Whenever the string "mpsc" turns up in a line of the data below, copy that line.
━━━ RECORDS FOR THE EXERCISE
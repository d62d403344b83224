use std::sync::Arc;

use axum::{
    body::Body,
    http::{Method, Request, StatusCode},
    routing::get,
    Router,
};
use serde_json::Value;
use tokio::sync::mpsc;
use tower::ServiceExt;
use uuid::Uuid;

use freshroute_api::{
    config::AppConfig,
    db,
    events::{self, EventSender},
    handlers::AppServices,
    AppState,
};

/// Helper harness spinning up application state backed by a throwaway
/// SQLite database.
pub struct TestApp {
    router: Router,
    pub state: AppState,
    db_file: String,
    _event_task: tokio::task::JoinHandle<()>,
}

impl TestApp {
    /// Construct a new test application with fresh database state.
    pub async fn new() -> Self {
        // One file per instance so test binaries can run in parallel.
        let db_file = format!("freshroute_test_{}.db", Uuid::new_v4().simple());
        let _ = std::fs::remove_file(&db_file);

        let mut cfg = AppConfig::new(
            format!("sqlite://{db_file}?mode=rwc"),
            "127.0.0.1".to_string(),
            18_080,
            "test".to_string(),
        );
        cfg.auto_migrate = true;
        cfg.db_max_connections = 1;
        cfg.db_min_connections = 1;

        let pool = db::establish_connection_from_app_config(&cfg)
            .await
            .expect("connect test database");
        db::run_migrations(&pool).await.expect("run migrations");
        let db_arc = Arc::new(pool);

        let (event_tx, event_rx) = mpsc::channel(64);
        let event_sender = EventSender::new(event_tx);
        let event_task = tokio::spawn(events::process_events(event_rx));

        let services = AppServices::new(
            db_arc.clone(),
            Arc::new(event_sender.clone()),
            "11:59 PM".to_string(),
        );

        let state = AppState {
            db: db_arc,
            config: cfg,
            event_sender,
            services,
        };

        let router = Router::new()
            .route(
                "/health",
                get(freshroute_api::handlers::health::health_check),
            )
            .nest("/api/v1", freshroute_api::api_v1_routes())
            .with_state(state.clone());

        Self {
            router,
            state,
            db_file,
            _event_task: event_task,
        }
    }

    /// Issue one request against the in-process router, returning status
    /// and parsed JSON body.
    pub async fn request(
        &self,
        method: Method,
        uri: &str,
        body: Option<Value>,
    ) -> (StatusCode, Value) {
        let mut builder = Request::builder().method(method).uri(uri);
        let request = match body {
            Some(json) => {
                builder = builder.header("content-type", "application/json");
                builder
                    .body(Body::from(json.to_string()))
                    .expect("build request")
            }
            None => builder.body(Body::empty()).expect("build request"),
        };

        let response = self
            .router
            .clone()
            .oneshot(request)
            .await
            .expect("send request");
        let status = response.status();
        let bytes = axum::body::to_bytes(response.into_body(), usize::MAX)
            .await
            .expect("read response body");
        let value = if bytes.is_empty() {
            Value::Null
        } else {
            serde_json::from_slice(&bytes).expect("parse response body")
        };
        (status, value)
    }
}

impl Drop for TestApp {
    fn drop(&mut self) {
        let _ = std::fs::remove_file(&self.db_file);
    }
}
━━━━━━
- _OUTPUT_
use tokio::sync::mpsc;
        let (event_tx, event_rx) = mpsc::channel(64);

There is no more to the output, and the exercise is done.